Your robots.txt file absolutely should sit at the root of your subdomain. You have zero room for negotiation here. When a crawler hits your site, it strips out the path from the URL, grabbing everything after the first forward slash to find its instructions. In practical terms, your setup should look something like this, depending on your domain scenario:

http://www.website1.com/robots.txt
http://website2.com/robots.txt
http://place.website3.com/robots.txt

Put it anywhere else, and crawlers aren’t guaranteed to find it. Some of the smarter bots might stumble across a misplaced file, but many will simply assume you have no robots.txt file on your site at all. Bots will then assume they can access absolutely everything and will go completely berserk, crawling every single inch of the site they can reach.

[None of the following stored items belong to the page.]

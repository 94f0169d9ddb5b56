//! Test utilities for the objectstore benchmark.
//!
//! This crate provides utilities to facilitate testing of the benchmark against a storage
//! service. See the modules for all available utilities.

pub mod server;
pub mod tracing;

Sometimes bot crawling gets out of control. Like this gif of James Kirk crawling around some rubble.

Yes, “berserk crawling” is a thing, as demonstrated here by Captain James T. Kirk.

Now, this might be fine if you run a tiny, five-page brochure website. It becomes a massive SEO risk on a large ecommerce catalogue or an enterprise site where you desperately need to control crawler behaviour to ensure high-priority pages get indexed efficiently. Safer to not risk it IMO, just put the damn file in the right place.

The basic building blocks

You can create a robots.txt file in any basic text editor, right down to Notepad. A very basic, friendly robots.txt file will look something like this:

User-agent: *
Disallow:
Sitemap: http://www.website.com/sitemap.xml

The first line uses a wildcard asterisk to mean “any user agent” (or “any robot”). The blank disallow line means nothing on the site is restricted from crawling. The sitemap line clearly specifies the location of the XML sitemap index for the website, so the bot can hop straight onto it and start indexing from that clean list. It keeps everything nice, tidy, and efficient.

If you want to stop all bots from indexing content within certain folders, such as an area only accessible to logged-in users, the file just needs a minor adjustment.

User-agent: *
Disallow: /user-area/
Sitemap: http://www.website.com/sitemap.xml

You can easily keep robots out of a single page or a specific file by targeting the exact path.

User-agent: *
Disallow: /user-area/
Disallow: /assets/media/invoice-template.pdf
Sitemap: http://www.website.com/sitemap.xml

That at least takes care of the basic essentials.

Taming the LLM scrapers

The rules change slightly when we look at the bots operated by generative AI companies. Tools like ChatGPT, Claude, and Perplexity rely on massive web scrapers to build their training datasets. These bots, such as GPTBot, CCBot, or ClaudeBot, comb through your site specifically to extract training data rather than to rank your pages in a traditional search index.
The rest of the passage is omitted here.